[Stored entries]
use std::sync::Arc;
use std::time::{Duration, Instant};

use futures::{FutureExt, StreamExt};
use tokio_util::sync::CancellationToken;
use tracing::{error, instrument, warn};

use skiff_core::events::{
    ErrorPayload, EventPayload, FinalPayload, MessageDeltaPayload, StatusPayload, ThinkingPayload,
    ThinkingStatus, ToolCallPayload, ToolCallStatus, ToolResultPayload,
};
use skiff_core::ids::{MessageId, SessionId, StepId, TurnId};
use skiff_core::messages::{ChatMessage, ToolCallRequest};
use skiff_core::provider::ModelStream;
use skiff_core::stream::{FinishReason, ModelEvent, TokenUsage};
use skiff_core::tools::{FileMutation, Policy, Tool, ToolContext, ToolError};
use skiff_store::context::ContextRepo;
use skiff_store::files::FileRepo;
use skiff_store::sessions::{SessionRepo, SessionStatus};
use skiff_store::turns::{StepStatus, TurnRepo};
use skiff_store::Database;

use crate::bus::EventBus;
use crate::context::ContextBuilder;
use crate::gate::{PermissionGate, WaitOutcome};
use crate::registry::ToolRegistry;
use crate::EngineError;

const DEFAULT_TOOL_TIMEOUT: Duration = Duration::from_secs(120);
const DEFAULT_MAX_STEPS: u32 = 24;
const OUTPUT_PREVIEW_CHARS: usize = 2000;

#[derive(Clone, Debug)]
pub struct RunnerConfig {
    pub model: String,
    pub max_steps_per_turn: u32,
    pub tool_timeout: Duration,
}

impl Default for RunnerConfig {
    fn default() -> Self {
        Self {
            model: "default".to_string(),
            max_steps_per_turn: DEFAULT_MAX_STEPS,
            tool_timeout: DEFAULT_TOOL_TIMEOUT,
        }
    }
}

/// How a turn ended, for the orchestrator's bookkeeping. Failures inside the
/// turn surface as events, not as `Err`.
#[derive(Clone, Debug, PartialEq, Eq)]
pub enum TurnOutcome {
    Completed { final_text: String },
    Cancelled,
    Failed,
}
use async_trait::async_trait;

use skiff_core::messages::ChatMessage;
use skiff_core::provider::{ModelEventStream, ModelStream, ProviderError};
use skiff_core::tools::ToolDefinition;

/// Fallback provider installed when no model credentials are configured.
/// Every turn fails fast with a clear error event instead of hanging.
pub struct UnconfiguredStream;

#[async_trait]
impl ModelStream for UnconfiguredStream {
    fn name(&self) -> &str {
        "unconfigured"
    }

    async fn open(
        &self,
        _messages: &[ChatMessage],
        _tools: &[ToolDefinition],
        _model: &str,
    ) -> Result<ModelEventStream, ProviderError> {
        Err(ProviderError::NotConfigured(
            "no model provider configured; agent turns will fail until one is wired in".into(),
        ))
    }
}

#[cfg(test)]
mod tests {
    use super::*;

    #[tokio::test]
    async fn open_always_fails() {
        let provider = UnconfiguredStream;
        let err = match provider.open(&[], &[], "any").await {
            Err(e) => e,
            Ok(_) => panic!("expected error"),
        };
        assert!(matches!(err, ProviderError::NotConfigured(_)));
    }
}
use std::time::Duration;

use async_trait::async_trait;
use serde_json::Value;

use skiff_core::tools::{Policy, Tool, ToolContext, ToolError, ToolOutcome};

const REQUEST_TIMEOUT: Duration = Duration::from_secs(20);
const DEFAULT_COUNT: u64 = 5;

/// Web search backed by the Brave Search API. Without an API key the tool
/// stays registered but every call fails with a configuration error.
pub struct SearchTool {
    client: reqwest::Client,
    api_key: Option<String>,
}

impl SearchTool {
    pub fn new(api_key: Option<String>) -> Self {
        Self {
            client: reqwest::Client::builder()
                .timeout(REQUEST_TIMEOUT)
                .user_agent("skiff-agent/0.1")
                .build()
                .unwrap_or_default(),
            api_key,
        }
    }
}

#[async_trait]
impl Tool for SearchTool {
    fn name(&self) -> &str {
        "search"
    }

    fn description(&self) -> &str {
        "Search the web and return titles, URLs, and snippets."
    }

    fn parameters_schema(&self) -> Value {
        serde_json::json!({
            "type": "object",
            "required": ["query"],
            "properties": {
                "query": {
                    "type": "string",
                    "description": "The search query"
                },
                "count": {
                    "type": "integer",
                    "description": "Number of results (max 10)"
                }
            }
        })
    }

    fn default_policy(&self) -> Policy {
        Policy::Allow
    }

    async fn execute(&self, args: Value, ctx: &ToolContext) -> Result<ToolOutcome, ToolError> {
        let query = args["query"]
            .as_str()
            .ok_or_else(|| ToolError::InvalidArguments("query is required".into()))?;
        let count = args["count"].as_u64().unwrap_or(DEFAULT_COUNT).min(10);

        let Some(api_key) = &self.api_key else {
            return Err(ToolError::Failed(
                "search is not configured (missing API key)".into(),
            ));
        };

        let count_param = count.to_string();
        let request = self
            .client
            .get("https://api.search.brave.com/res/v1/web/search")
            .query(&[("q", query), ("count", count_param.as_str())])
            .header("X-Subscription-Token", api_key)
            .header("Accept", "application/json");

        let response = tokio::select! {
            r = request.send() => r.map_err(|e| ToolError::Failed(format!("search failed: {e}")))?,
            _ = ctx.cancel.cancelled() => return Err(ToolError::Cancelled),
        };
        if !response.status().is_success() {
            return Err(ToolError::Failed(format!(
                "search returned HTTP {}",
                response.status()
            )));
        }

        let body: Value = response
            .json()
            .await
            .map_err(|e| ToolError::Failed(format!("decode search response: {e}")))?;

        Ok(ToolOutcome::text(format_results(query, &body)))
    }
}

fn format_results(query: &str, body: &Value) -> String {
    let results = body
        .get("web")
        .and_then(|w| w.get("results"))
        .and_then(|r| r.as_array());

    let Some(results) = results else {
        return format!("No results for: {query}");
    };

    let mut out = format!("Results for: {query}\n");
    for (i, item) in results.iter().enumerate() {
        let title = item.get("title").and_then(|t| t.as_str()).unwrap_or("");
        let url = item.get("url").and_then(|u| u.as_str()).unwrap_or("");
        let snippet = item
            .get("description")
            .and_then(|d| d.as_str())
            .unwrap_or("");
        out.push_str(&format!("\n{}. {title}\n   {url}\n   {snippet}\n", i + 1));
    }
    out
}

#[cfg(test)]
mod tests {
    use super::*;
    use skiff_core::ids::{SessionId, StepId, ToolCallId, TurnId};
    use tokio_util::sync::CancellationToken;

    fn ctx() -> ToolContext {
        ToolContext {
            session_id: SessionId::new(),
            turn_id: TurnId::new(),
            step_id: StepId::new(),
            tool_call_id: ToolCallId::new(),
            cancel: CancellationToken::new(),
        }
    }

    #[tokio::test]
    async fn without_key_fails_clearly() {
        let tool = SearchTool::new(None);
        let err = tool
            .execute(serde_json::json!({"query": "rust"}), &ctx())
            .await
            .unwrap_err();
        assert!(err.to_string().contains("not configured"));
    }

    #[tokio::test]
    async fn missing_query_rejected() {
        let tool = SearchTool::new(Some("key".into()));
        let err = tool.execute(serde_json::json!({}), &ctx()).await.unwrap_err();
        assert!(matches!(err, ToolError::InvalidArguments(_)));
    }

    #[test]
    fn formats_results() {
        let body = serde_json::json!({
            "web": {"results": [
                {"title": "Rust", "url": "https://rust-lang.org", "description": "A language"},
            ]}
        });
        let text = format_results("rust", &body);
        assert!(text.contains("1. Rust"));
        assert!(text.contains("https://rust-lang.org"));
    }

    #[test]
    fn formats_empty_results() {
        let text = format_results("nothing", &serde_json::json!({}));
        assert!(text.contains("No results"));
    }
}
use std::time::Duration;

use async_trait::async_trait;
use serde_json::Value;

use skiff_core::tools::{Policy, Tool, ToolContext, ToolError, ToolOutcome};

const DEFAULT_MAX_BYTES: usize = 100 * 1024;
const REQUEST_TIMEOUT: Duration = Duration::from_secs(30);

pub struct HttpFetchTool {
    client: reqwest::Client,
}

impl HttpFetchTool {
    pub fn new() -> Self {
        Self {
            client: reqwest::Client::builder()
                .timeout(REQUEST_TIMEOUT)
                .user_agent("skiff-agent/0.1")
                .build()
                .unwrap_or_default(),
        }
    }
}

impl Default for HttpFetchTool {
    fn default() -> Self {
        Self::new()
    }
}

#[async_trait]
impl Tool for HttpFetchTool {
    fn name(&self) -> &str {
        "http_fetch"
    }

    fn description(&self) -> &str {
        "Fetch a URL over HTTP(S) and return the response body as text."
    }

    fn parameters_schema(&self) -> Value {
        serde_json::json!({
            "type": "object",
            "required": ["url"],
            "properties": {
                "url": {
                    "type": "string",
                    "description": "The http(s) URL to fetch"
                },
                "max_bytes": {
                    "type": "integer",
                    "description": "Maximum number of body bytes to return"
                }
            }
        })
    }

    fn default_policy(&self) -> Policy {
        Policy::Allow
    }

    async fn execute(&self, args: Value, ctx: &ToolContext) -> Result<ToolOutcome, ToolError> {
        let url = args["url"]
            .as_str()
            .ok_or_else(|| ToolError::InvalidArguments("url is required".into()))?;
        if !url.starts_with("http://") && !url.starts_with("https://") {
            return Err(ToolError::InvalidArguments(
                "only http(s) URLs are supported".into(),
            ));
        }
        let max_bytes = args["max_bytes"]
            .as_u64()
            .map(|n| n as usize)
            .unwrap_or(DEFAULT_MAX_BYTES);

        let response = tokio::select! {
            r = self.client.get(url).send() => {
                r.map_err(|e| ToolError::Failed(format!("fetch failed: {e}")))?
            }
            _ = ctx.cancel.cancelled() => return Err(ToolError::Cancelled),
        };

        let status = response.status();
        let body = tokio::select! {
            b = response.text() => b.map_err(|e| ToolError::Failed(format!("read body: {e}")))?,
            _ = ctx.cancel.cancelled() => return Err(ToolError::Cancelled),
        };

        let total = body.len();
        let mut text: String = body.chars().take(max_bytes).collect();
        if total > text.len() {
            text.push_str(&format!("\n\n...(truncated, {total} bytes total)..."));
        }

        Ok(ToolOutcome::text(format!(
            "URL: {url}\nStatus: {status}\n\n{text}"
        )))
    }
}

The task —
Every line of the data that includes the word "send" should be copied.

Response —
            r = request.send() => r.map_err(|e| ToolError::Failed(format!("search failed: {e}")))?,
            r = self.client.get(url).send() => {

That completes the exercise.